А, ну да, кто-то же за ним ухаживает. Послышались шаркающие шаги. Какой-то человек остановился по ту сторону калитки и посмотрел сквозь специальную щель на нежданных гостей.

– Марта! – охнул старушечий голос. – То ты!

– Я, тетя Ванда, открывайте.

Брякнули запоры, калитка открылась. На пороге стояла тучная старая женщина, в руке у нее была двустволка.

«Вот и ружье», – только и подумал Роман.

– Марта, детухна, то ты! – закричала Ванда, отставляя ружье.

Она обняла Марту и завела с ней разговор на польском языке, в котором Роман по его скорости ничегошеньки не понимал. Но главное, что он понял: Марту признали, и, стало быть, приехали они туда, куда нужно.

– Пойдем в дом, – позвала его Марта, высвобождаясь из объятий тучной Ванды.

Ванда что-то у нее спросила, посматривая на Романа. Та засмеялась и махнула рукой. Ясно, выясняется матримониальный вопрос. Обычное дело в таких случаях.

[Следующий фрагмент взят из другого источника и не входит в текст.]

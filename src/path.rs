//! Pure URL-path logic for the reference section.
//!
//! These functions decide which mode a path names and how a path changes
//! when the reader switches modes. They never touch the browser location;
//! [`crate::selector::ApiSelector`] applies their results through its
//! [`crate::location::Navigator`].

use crate::mode::Mode;

/// Path readers land on when switching modes from the site root.
const REFERENCE_LANDING: &str = "client";

/// Which mode, if any, the path names via its marker segment.
///
/// The synchronous marker is checked first, matching the original
/// selector's branch order.
#[must_use]
pub fn mode_in_path(path: &str) -> Option<Mode> {
    if path.contains(Mode::Synchronous.path_prefix()) {
        Some(Mode::Synchronous)
    } else if path.contains(Mode::Asynchronous.path_prefix()) {
        Some(Mode::Asynchronous)
    } else {
        None
    }
}

/// Resolve the active mode at load time.
///
/// The path wins over the stored preference; a stored preference counts
/// only when it is exactly the asynchronous short name; everything else
/// (absent, stale, garbage) falls back to the synchronous default.
#[must_use]
pub fn resolve(path: &str, stored: Option<&str>) -> Mode {
    mode_in_path(path).unwrap_or_else(|| match stored {
        Some(name) if name == Mode::Asynchronous.short_name() => Mode::Asynchronous,
        _ => Mode::Synchronous,
    })
}

/// Compute the path a mode switch should navigate to.
///
/// Returns `None` when the path already carries the target marker, in
/// which case the location is left alone. From the site root this
/// redirects to the canonical reference landing page; elsewhere the
/// opposite marker is swapped for the target one with the rest of the
/// path preserved. A path with neither marker comes back unchanged,
/// matching the original's replace-with-no-match behavior.
#[must_use]
pub fn rewrite(path: &str, mode: Mode) -> Option<String> {
    let prefix = mode.path_prefix();
    if path == "/" {
        return Some(format!("/reference{prefix}/{REFERENCE_LANDING}"));
    }
    if path.contains(prefix) {
        return None;
    }
    Some(path.replacen(mode.other().path_prefix(), prefix, 1))
}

Двор, огороженный крепким двухметровым забором, занимал не менее трети гектара. Несколько хозпостроек стояли напротив дома. По двору разгуливали куры и гуси. Возле будки застыл лохматый цепняк, помахивал аршинным хвостом.

Вслед за оживленно лопочущими женщинами Роман вошел в дом. Это был большой, на несколько не то чтобы комнат, а скорее отделений, просторный сельский домина. В старину в таких жили целыми семьями, то есть когда одновременно под одной крышей обитали сразу несколько семей во главе с патриархом-отцом. Сейчас здесь было тихо, пустынно, и двери, ведущие в нежилые покои, были закрыты.

– Садитесь, пан, – пригласила его Ванда, указывая на просторный диван в горнице.

Горница была по-своему уютной. Добротная приземистая мебель, приспособленная под объемистые формы предков, вместо камина – печка-голландка, обложенная керамической плиткой, на полу большой ковер, на стене оленьи рога. В углу стоял телевизор, утеха сентиментальной любительницы мыльных опер. У стены – громадные кровати с перинами.

В передней комнате, которая служила кухней, помимо большой печи имелись холодильник и электроплитка. Что называется, живи не хочу.

– Пан, мусить[7], хочет кушать? – спросила Ванда, старательно выговаривая русские слова.

Видно было, что когда-то она хорошо знала русский, но со временем подзабыла его за ненадобностью.

– Нет, спасибо, – отказался Роман. – Если можно, сделайте кофе, пожалуйста.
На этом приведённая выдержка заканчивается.